Both of these movies consider what happens when evil is injected into an idyllic community. The inhabitants of Shadow weren’t, it seems, up to the task of dealing with evil. When Uncle Charlie comes to visit the sleepy town of Santa Rosa, they embrace him — but only on his pretext that he is an innocent man. Their acceptance of him is predicated on their naivete. For the Vermonter inhabitants of Harry, however, the opposite is true. Their acceptance of the evil in their midst was based on knowingness. They easily, even gleefully, each confess to having murdered Harry in his or her own way. Perhaps it is that confessional attitude that redeems them. They see the evil that is in the world and accept it right along with the good.
The movie seems to say that, whether by murder, accident or natural causes, we're all going to die, so why get wrapped up the particulars? As Jennifer Rogers says, “That’s just life, I guess!”
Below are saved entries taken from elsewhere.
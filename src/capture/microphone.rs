//! Microphone capture using `cpal`
//!
//! The input stream lives on a dedicated thread (cpal streams are not `Send`)
//! and is dropped when the source stops.

use super::channel::{CaptureClock, CaptureSender};
use super::sample::{SampleBuffer, TrackKind};
use super::traits::{AudioDeviceInfo, CaptureError, CaptureResult, CaptureSource};
use async_trait::async_trait;
use cpal::traits::{DeviceTrait, HostTrait, StreamTrait};
use std::sync::atomic::{AtomicBool, Ordering};
use std::sync::mpsc as std_mpsc;
use std::sync::Arc;
use std::thread::JoinHandle;
use tokio::sync::oneshot;

/// Get list of available audio input devices (microphones)
pub fn get_audio_input_devices() -> Vec<AudioDeviceInfo> {
    let host = cpal::default_host();
    let default_name = host.default_input_device().and_then(|d| d.name().ok());

    let devices = match host.input_devices() {
        Ok(devices) => devices,
        Err(e) => {
            tracing::warn!("Failed to enumerate input devices: {}", e);
            return Vec::new();
        }
    };

    devices
        .filter_map(|device| device.name().ok())
        .map(|name| AudioDeviceInfo {
            id: name.clone(),
            is_default: default_name.as_deref() == Some(name.as_str()),
            is_input: true,
            name,
        })
        .collect()
}

/// Microphone capture source
pub struct MicrophoneSource {
    id: String,
    device_id: Option<String>,
    sample_rate: u32,
    channels: u16,
    running: Arc<AtomicBool>,
    stop_tx: Option<std_mpsc::Sender<()>>,
    handle: Option<JoinHandle<()>>,
}

impl MicrophoneSource {
    /// `device_id` selects an input by name; `None` uses the default input
    pub fn new(device_id: Option<String>, sample_rate: u32, channels: u16) -> Self {
        Self {
            id: "microphone".to_string(),
            device_id,
            sample_rate,
            channels,
            running: Arc::new(AtomicBool::new(false)),
            stop_tx: None,
            handle: None,
        }
    }
}

fn find_device(device_id: Option<&str>) -> CaptureResult<cpal::Device> {
    let host = cpal::default_host();
    match device_id {
        Some(name) => host
            .input_devices()
            .map_err(|e| CaptureError::Failed(e.to_string()))?
            .find(|d| d.name().map(|n| n == name).unwrap_or(false))
            .ok_or_else(|| CaptureError::DeviceNotFound(format!("microphone '{}'", name))),
        None => host
            .default_input_device()
            .ok_or_else(|| CaptureError::DeviceNotFound("no input device available".to_string())),
    }
}

/// Prefer the requested rate/channel layout, otherwise the device default
fn pick_config(device: &cpal::Device, sample_rate: u32, channels: u16) -> CaptureResult<cpal::SupportedStreamConfig> {
    if let Ok(mut configs) = device.supported_input_configs() {
        let matching = configs.find(|c| {
            c.channels() == channels
                && c.min_sample_rate().0 <= sample_rate
                && c.max_sample_rate().0 >= sample_rate
        });
        if let Some(range) = matching {
            return Ok(range.with_sample_rate(cpal::SampleRate(sample_rate)));
        }
    }
    device
        .default_input_config()
        .map_err(|e| CaptureError::Failed(e.to_string()))
}

fn deliver_chunk(sender: &CaptureSender, clock: CaptureClock, sample_rate: u32, channels: u16, data: Vec<f32>) {
    let received = clock.now();
    let mut sample = SampleBuffer::audio(received, sample_rate, channels, data);
    // the callback fires when the buffer is full; its first frame is older
    sample.raw_timestamp = received.saturating_sub(sample.duration);
    sender.deliver(sample);
}

fn build_stream(
    device: &cpal::Device,
    config: &cpal::SupportedStreamConfig,
    sender: CaptureSender,
    source_id: String,
) -> CaptureResult<cpal::Stream> {
    let stream_config: cpal::StreamConfig = config.clone().into();
    let sample_rate = stream_config.sample_rate.0;
    let channels = stream_config.channels;
    let clock = sender.clock();

    let err_sender = sender.clone();
    let err_fn = move |err: cpal::StreamError| {
        err_sender.fail(&source_id, CaptureError::Failed(err.to_string()));
    };

    let stream = match config.sample_format() {
        cpal::SampleFormat::F32 => device.build_input_stream(
            &stream_config,
            move |data: &[f32], _: &cpal::InputCallbackInfo| {
                deliver_chunk(&sender, clock, sample_rate, channels, data.to_vec());
            },
            err_fn,
            None,
        ),
        cpal::SampleFormat::I16 => device.build_input_stream(
            &stream_config,
            move |data: &[i16], _: &cpal::InputCallbackInfo| {
                let samples = data.iter().map(|&s| s as f32 / 32768.0).collect();
                deliver_chunk(&sender, clock, sample_rate, channels, samples);
            },
            err_fn,
            None,
        ),
        other => {
            return Err(CaptureError::Failed(format!(
                "Unsupported sample format: {:?}",
                other
            )))
        }
    }
    .map_err(|e| CaptureError::Failed(e.to_string()))?;

    Ok(stream)
}

#[async_trait]
impl CaptureSource for MicrophoneSource {
    fn id(&self) -> &str {
        &self.id
    }

    fn kind(&self) -> TrackKind {
        TrackKind::Audio
    }

    async fn start(&mut self, sender: CaptureSender) -> CaptureResult<()> {
        if self.running.load(Ordering::SeqCst) {
            return Err(CaptureError::AlreadyCapturing);
        }

        let (ready_tx, ready_rx) = oneshot::channel::<CaptureResult<()>>();
        let (stop_tx, stop_rx) = std_mpsc::channel::<()>();
        let device_id = self.device_id.clone();
        let sample_rate = self.sample_rate;
        let channels = self.channels;
        let source_id = self.id.clone();

        let handle = std::thread::Builder::new().name(self.id.clone()).spawn(move || {
            let opened = find_device(device_id.as_deref()).and_then(|device| {
                let config = pick_config(&device, sample_rate, channels)?;
                tracing::info!(
                    "Microphone {}: {}Hz, {} channels",
                    device.name().unwrap_or_else(|_| "Unknown".to_string()),
                    config.sample_rate().0,
                    config.channels()
                );
                let stream = build_stream(&device, &config, sender, source_id)?;
                stream.play().map_err(|e| CaptureError::Failed(e.to_string()))?;
                Ok(stream)
            });

            match opened {
                Ok(stream) => {
                    let _ = ready_tx.send(Ok(()));
                    // park until stop() or the source is dropped
                    let _ = stop_rx.recv();
                    drop(stream);
                }
                Err(e) => {
                    let _ = ready_tx.send(Err(e));
                }
            }
        })?;

        let ready = ready_rx
            .await
            .unwrap_or_else(|_| Err(CaptureError::Failed("microphone thread exited".to_string())));
        if let Err(e) = ready {
            let _ = handle.join();
            return Err(e);
        }

        self.running.store(true, Ordering::SeqCst);
        self.stop_tx = Some(stop_tx);
        self.handle = Some(handle);
        tracing::info!("Microphone capture started");
        Ok(())
    }

    async fn stop(&mut self) -> CaptureResult<()> {
        if !self.running.swap(false, Ordering::SeqCst) {
            return Err(CaptureError::NotCapturing);
        }

        self.stop_tx.take();
        if let Some(handle) = self.handle.take() {
            let _ = tokio::task::spawn_blocking(move || handle.join()).await;
        }

        tracing::info!("Microphone capture stopped");
        Ok(())
    }

    fn is_running(&self) -> bool {
        self.running.load(Ordering::SeqCst)
    }
}
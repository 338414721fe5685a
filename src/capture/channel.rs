//! Delivery channel between capture sources and the recorder
//!
//! Capture sources run on their own threads and must never block on the
//! recorder. Samples go through a bounded queue and are dropped when it is
//! full; failures go through an unbounded queue so they are never lost.

use super::sample::SampleBuffer;
use super::traits::CaptureError;
use std::sync::atomic::{AtomicU64, Ordering};
use std::sync::Arc;
use std::time::{Duration, Instant};
use tokio::sync::mpsc;
use tokio::sync::mpsc::error::TrySendError;

/// Shared time base for every source of one recording
#[derive(Debug, Clone, Copy)]
pub struct CaptureClock {
    origin: Instant,
}

impl CaptureClock {
    pub fn new() -> Self {
        Self {
            origin: Instant::now(),
        }
    }

    /// Device timestamp for "now"
    pub fn now(&self) -> Duration {
        self.origin.elapsed()
    }

    /// Device timestamp for an instant observed by a source
    pub fn timestamp(&self, at: Instant) -> Duration {
        at.saturating_duration_since(self.origin)
    }
}

impl Default for CaptureClock {
    fn default() -> Self {
        Self::new()
    }
}

/// A capture source reporting that it can no longer deliver
#[derive(Debug)]
pub struct CaptureFailure {
    pub source_id: String,
    pub error: CaptureError,
}

/// Sending half handed to each capture source
#[derive(Clone)]
pub struct CaptureSender {
    samples: mpsc::Sender<SampleBuffer>,
    failures: mpsc::UnboundedSender<CaptureFailure>,
    clock: CaptureClock,
    dropped: Arc<AtomicU64>,
}

impl CaptureSender {
    /// Hand a sample to the recorder without blocking
    ///
    /// Returns false when the sample was dropped (queue full or recorder gone).
    pub fn deliver(&self, sample: SampleBuffer) -> bool {
        match self.samples.try_send(sample) {
            Ok(()) => true,
            Err(TrySendError::Full(sample)) => {
                let dropped = self.dropped.fetch_add(1, Ordering::Relaxed) + 1;
                tracing::trace!(
                    "Capture queue full, dropped {} sample ({} dropped so far)",
                    sample.track(),
                    dropped
                );
                false
            }
            Err(TrySendError::Closed(_)) => false,
        }
    }

    /// Report a fatal source error
    pub fn fail(&self, source_id: &str, error: CaptureError) {
        tracing::error!("Capture source {} failed: {}", source_id, error);
        let _ = self.failures.send(CaptureFailure {
            source_id: source_id.to_string(),
            error,
        });
    }

    pub fn clock(&self) -> CaptureClock {
        self.clock
    }

    /// True once the recorder stopped listening
    pub fn is_closed(&self) -> bool {
        self.samples.is_closed()
    }

    /// Samples dropped because the queue was full
    pub fn dropped(&self) -> u64 {
        self.dropped.load(Ordering::Relaxed)
    }
}

/// Receiving half owned by the recorder's sample pump
pub struct CaptureReceiver {
    pub(crate) samples: mpsc::Receiver<SampleBuffer>,
    pub(crate) failures: mpsc::UnboundedReceiver<CaptureFailure>,
}

/// Create a capture channel with room for `capacity` in-flight samples
pub fn capture_channel(capacity: usize, clock: CaptureClock) -> (CaptureSender, CaptureReceiver) {
    let (samples_tx, samples_rx) = mpsc::channel(capacity.max(1));
    let (failures_tx, failures_rx) = mpsc::unbounded_channel();
    (
        CaptureSender {
            samples: samples_tx,
            failures: failures_tx,
            clock,
            dropped: Arc::new(AtomicU64::new(0)),
        },
        CaptureReceiver {
            samples: samples_rx,
            failures: failures_rx,
        },
    )
}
I had never thought of "TTWH" in this way before.
Although, I have always loved this movie, I can never understand why people say it's boring or "one of Hitchcock's mistakes" (as if he ever made one...)! I personally think it's just wonderful!
Thanks for stopping by. I think TTWH underappreciated because it departs so much from what you expect Hitchcock to be. There is no psych killer or other diabolical character - though one could say that Sam Marlowe cuts a rather dark profile....
But, it is also completely Hitchcock. You can see him all over it!
I've heard it said before that it was a bit of a return to his "vintage" films, because of all the British humor.
Hitchcock didn't NEED the suspense. Of course he WAS the master of it (obviously), but he could still make a fabulous film without any suspense whatsoever!
I think most of the time, the people who complain about "TTWH" are the same ones who don't like "Mr. And Mrs. Smith" (which I absolutely adore). So, it definitely has to do with the "I was wanting to get freaked out and I didn't" factor.
But I saw the mention of "Topaz" above and did a double-take. I keep forgetting about that one.